-
Notifications
You must be signed in to change notification settings - Fork 213
Cookie consent
European Union regulations require website users to give informed consent to some data our app stores on their machine. This includes, for example, cookies, and HTML 5 local storage. Google Maps and New Relic are big calorific jars of delicious cookies. Rails also has some cookies.
In UK websites, consent is often requested by pop-up banners, or by small print on the website.
We need to catalogue a few realistic options, discuss them among our team, and agree one with the client.
Follow the links to examples of cookie consent in action
(please add your suggestions; review and edit those posted here)
Are our users sufficiently well informed to look for our cookie policy, and delete or disable unwanted cookies in their browser? Do our cookies meet the conditions to be exempt from the consent requirement?
London's Open Data Institute has a simple banner at the top of the page with "This website uses cookies to provide you with the best experience. Continue Read more" The continue button hides the banner.
The ODI code is probably open source, though I haven't seen it yet.
The British Information Commissioner has a non-scrolling banner that overlays the bottom of the viewport.
"We have placed cookies on your computer to help make this website better. You can change your cookie settings at any time. Otherwise, we'll assume you're OK to continue." "Don't show this message again"
The "don't show" link hides the banner
In this prototype we have linked a Javascript modal dialog to the 'rack-policy' gem, so that every user has to accept cookies. We can be sure we comply with the law since a user always has to accept or reject to see the page.

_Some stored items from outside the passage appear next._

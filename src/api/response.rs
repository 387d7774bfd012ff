use axum::{http::StatusCode, Json};
use serde::Serialize;

/// Success envelope shared by every route: `{success, message?, count?, data?}`.
#[derive(Debug, Serialize)]
pub struct Envelope<T> {
    pub success: bool,
    #[serde(skip_serializing_if = "Option::is_none")]
    pub message: Option<String>,
    #[serde(skip_serializing_if = "Option::is_none")]
    pub count: Option<usize>,
    #[serde(skip_serializing_if = "Option::is_none")]
    pub data: Option<T>,
}

pub type Reply<T> = Json<Envelope<T>>;

pub fn data<T: Serialize>(data: T) -> Reply<T> {
    Json(Envelope {
        success: true,
        message: None,
        count: None,
        data: Some(data),
    })
}

pub fn list<T: Serialize>(items: Vec<T>) -> Reply<Vec<T>> {
    Json(Envelope {
        success: true,
        message: None,
        count: Some(items.len()),
        data: Some(items),
    })
}

pub fn message(message: impl Into<String>) -> Reply<()> {
    Json(Envelope {
        success: true,
        message: Some(message.into()),
        count: None,
        data: None,
    })
}

pub fn with_message<T: Serialize>(message: impl Into<String>, data: T) -> Reply<T> {
    Json(Envelope {
        success: true,
        message: Some(message.into()),
        count: None,
        data: Some(data),
    })
}

pub fn created<T: Serialize>(message: impl Into<String>, data: T) -> (StatusCode, Reply<T>) {
    (StatusCode::CREATED, with_message(message, data))
}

Another, perhaps a little less intrusive, way to present the user with the choice to accept or reject cookies is by displaying an alert. In this demonstration we have placed the alert in the header section of the page. This can easily be moved down to the footer for a lesser effect.
British phone company BT uses proprietary code to show a slider, which a user moves to choose necessary, functional and targeting cookies. The user needs to scroll below the fold to find the link to the cookie setting slider.
Q: Do the EU regulations require that people give explicit consent and if they don't, that we have to disable cookies?
A: Yes, but there are exemptions for some functional and first party cookies.
Q: Do we have to list each cookie's name and what it does?
A: We think no
Q: Do the exemptions apply to us?
A: LocalSupport cookies are probably exempt: they are generally session cookies, and only for logged in users. (We will probably add a persistent cookie to track cookie consent!) However, our site also sets third party persistent cookies from New Relic (analytics) and Google (maps): we still need informed consent for those.